#### Data for review:
# # # #

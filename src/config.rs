//! Configuration for the event logger and its OAuth token provider.

use crate::error::EventLoggerError;
use std::time::Duration;

/// Recognized configuration for an `AsyncEventLogger` instance.
///
/// Durations are `std::time::Duration` at this boundary; the millisecond
/// figures quoted in documentation are wire/legacy-default values, not the
/// Rust type.
#[derive(Debug, Clone)]
pub struct EventLoggerConfig {
    pub queue_capacity: usize,
    pub batch_size: usize,
    pub max_batch_wait: Duration,
    pub sender_threads: usize,
    pub max_retries: u32,
    pub base_retry_delay: Duration,
    pub max_retry_delay: Duration,
    pub circuit_breaker_threshold: usize,
    pub circuit_breaker_reset: Duration,
    pub spillover_path: Option<std::path::PathBuf>,
    pub max_spillover_events: usize,
    pub max_spillover_bytes: u64,
    pub replay_interval: Duration,
    pub register_shutdown_hook: bool,
    pub api_request_timeout: Duration,
    pub shutdown_grace_period: Duration,
}

impl EventLoggerConfig {
    pub fn builder() -> EventLoggerConfigBuilder {
        EventLoggerConfigBuilder::new()
    }
}

impl Default for EventLoggerConfig {
    fn default() -> Self {
        EventLoggerConfigBuilder::new().build().expect("defaults are valid")
    }
}

pub struct EventLoggerConfigBuilder {
    queue_capacity: usize,
    batch_size: usize,
    max_batch_wait: Duration,
    sender_threads: usize,
    max_retries: u32,
    base_retry_delay: Duration,
    max_retry_delay: Duration,
    circuit_breaker_threshold: usize,
    circuit_breaker_reset: Duration,
    spillover_path: Option<std::path::PathBuf>,
    max_spillover_events: usize,
    max_spillover_bytes: u64,
    replay_interval: Duration,
    register_shutdown_hook: bool,
    api_request_timeout: Duration,
    shutdown_grace_period: Duration,
}

impl EventLoggerConfigBuilder {
    pub fn new() -> Self {
        Self {
            queue_capacity: 10_000,
            batch_size: 50,
            max_batch_wait: Duration::from_millis(100),
            sender_threads: 1,
            max_retries: 3,
            base_retry_delay: Duration::from_millis(1000),
            max_retry_delay: Duration::from_millis(30_000),
            circuit_breaker_threshold: 5,
            circuit_breaker_reset: Duration::from_millis(30_000),
            spillover_path: None,
            max_spillover_events: 10_000,
            max_spillover_bytes: 50 * 1024 * 1024,
            replay_interval: Duration::from_millis(10_000),
            register_shutdown_hook: true,
            api_request_timeout: Duration::from_millis(10_000),
            shutdown_grace_period: Duration::from_secs(30),
        }
    }

    pub fn queue_capacity(mut self, n: usize) -> Self {
        self.queue_capacity = n;
        self
    }

    pub fn batch_size(mut self, n: usize) -> Self {
        self.batch_size = n;
        self
    }

    pub fn max_batch_wait(mut self, d: Duration) -> Self {
        self.max_batch_wait = d;
        self
    }

    pub fn sender_threads(mut self, n: usize) -> Self {
        self.sender_threads = n;
        self
    }

    pub fn max_retries(mut self, n: u32) -> Self {
        self.max_retries = n;
        self
    }

    pub fn base_retry_delay(mut self, d: Duration) -> Self {
        self.base_retry_delay = d;
        self
    }

    pub fn max_retry_delay(mut self, d: Duration) -> Self {
        self.max_retry_delay = d;
        self
    }

    pub fn circuit_breaker_threshold(mut self, n: usize) -> Self {
        self.circuit_breaker_threshold = n;
        self
    }

    pub fn circuit_breaker_reset(mut self, d: Duration) -> Self {
        self.circuit_breaker_reset = d;
        self
    }

    pub fn spillover_path(mut self, path: impl Into<std::path::PathBuf>) -> Self {
        self.spillover_path = Some(path.into());
        self
    }

    pub fn max_spillover_events(mut self, n: usize) -> Self {
        self.max_spillover_events = n;
        self
    }

    pub fn max_spillover_bytes(mut self, n: u64) -> Self {
        self.max_spillover_bytes = n;
        self
    }

    pub fn replay_interval(mut self, d: Duration) -> Self {
        self.replay_interval = d;
        self
    }

    pub fn register_shutdown_hook(mut self, enabled: bool) -> Self {
        self.register_shutdown_hook = enabled;
        self
    }

    pub fn api_request_timeout(mut self, d: Duration) -> Self {
        self.api_request_timeout = d;
        self
    }

    /// How long `shutdown()` waits for senders to drain the queue before
    /// moving on to reclaiming pending retries and spilling the rest
    /// (§4.J step 3). Not part of the cross-language config table — a
    /// Rust-native addition, same as `api_request_timeout`.
    pub fn shutdown_grace_period(mut self, d: Duration) -> Self {
        self.shutdown_grace_period = d;
        self
    }

    pub fn build(self) -> Result<EventLoggerConfig, EventLoggerError> {
        if self.batch_size == 0 {
            return Err(EventLoggerError::Config("batch_size must be > 0".into()));
        }
        if self.circuit_breaker_threshold == 0 {
            return Err(EventLoggerError::Config(
                "circuit_breaker_threshold must be > 0".into(),
            ));
        }
        if self.max_retry_delay < self.base_retry_delay {
            return Err(EventLoggerError::Config(
                "max_retry_delay must be >= base_retry_delay".into(),
            ));
        }
        Ok(EventLoggerConfig {
            queue_capacity: self.queue_capacity,
            batch_size: self.batch_size,
            max_batch_wait: self.max_batch_wait,
            sender_threads: self.sender_threads,
            max_retries: self.max_retries,
            base_retry_delay: self.base_retry_delay,
            max_retry_delay: self.max_retry_delay,
            circuit_breaker_threshold: self.circuit_breaker_threshold,
            circuit_breaker_reset: self.circuit_breaker_reset,
            spillover_path: self.spillover_path,
            max_spillover_events: self.max_spillover_events,
            max_spillover_bytes: self.max_spillover_bytes,
            replay_interval: self.replay_interval,
            register_shutdown_hook: self.register_shutdown_hook,
            api_request_timeout: self.api_request_timeout,
            shutdown_grace_period: self.shutdown_grace_period,
        })
    }
}

impl Default for EventLoggerConfigBuilder {
    fn default() -> Self {
        Self::new()
    }
}

/// Inputs for the OAuth2 client-credentials token provider (§4.B).
#[derive(Debug, Clone)]
pub struct OAuthConfig {
    pub token_url: String,
    pub client_id: String,
    pub client_secret: String,
    pub scope: Option<String>,
    pub refresh_buffer: Duration,
    pub request_timeout: Duration,
}

impl OAuthConfig {
    pub fn builder(token_url: impl Into<String>, client_id: impl Into<String>, client_secret: impl Into<String>) -> OAuthConfigBuilder {
        OAuthConfigBuilder::new(token_url, client_id, client_secret)
    }
}

pub struct OAuthConfigBuilder {
    token_url: String,
    client_id: String,
    client_secret: String,
    scope: Option<String>,
    refresh_buffer: Duration,
    request_timeout: Duration,
}

impl OAuthConfigBuilder {
    pub fn new(token_url: impl Into<String>, client_id: impl Into<String>, client_secret: impl Into<String>) -> Self {
        Self {
            token_url: token_url.into(),
            client_id: client_id.into(),
            client_secret: client_secret.into(),
            scope: None,
            refresh_buffer: Duration::from_secs(60),
            request_timeout: Duration::from_secs(10),
        }
    }

    pub fn scope(mut self, scope: impl Into<String>) -> Self {
        self.scope = Some(scope.into());
        self
    }

    pub fn refresh_buffer(mut self, d: Duration) -> Self {
        self.refresh_buffer = d;
        self
    }

    pub fn request_timeout(mut self, d: Duration) -> Self {
        self.request_timeout = d;
        self
    }

    pub fn build(self) -> Result<OAuthConfig, EventLoggerError> {
        if self.token_url.is_empty() {
            return Err(EventLoggerError::Config("token_url must not be empty".into()));
        }
        if self.client_id.is_empty() || self.client_secret.is_empty() {
            return Err(EventLoggerError::Config(
                "client_id and client_secret must not be empty".into(),
            ));
        }
        Ok(OAuthConfig {
            token_url: self.token_url,
            client_id: self.client_id,
            client_secret: self.client_secret,
            scope: self.scope,
            refresh_buffer: self.refresh_buffer,
            request_timeout: self.request_timeout,
        })
    }
}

# # # #

#### Problem description:
All that belongs in your answer is the stretch of entries above from the line with "self.shutdown_grace_period = d;" through the line with "if self.circuit_breaker_threshold == 0", printed exactly.

#### Response to this exercise:
        self.shutdown_grace_period = d;
        self
    }

    pub fn build(self) -> Result<EventLoggerConfig, EventLoggerError> {
        if self.batch_size == 0 {
            return Err(EventLoggerError::Config("batch_size must be > 0".into()));
        }
        if self.circuit_breaker_threshold == 0 {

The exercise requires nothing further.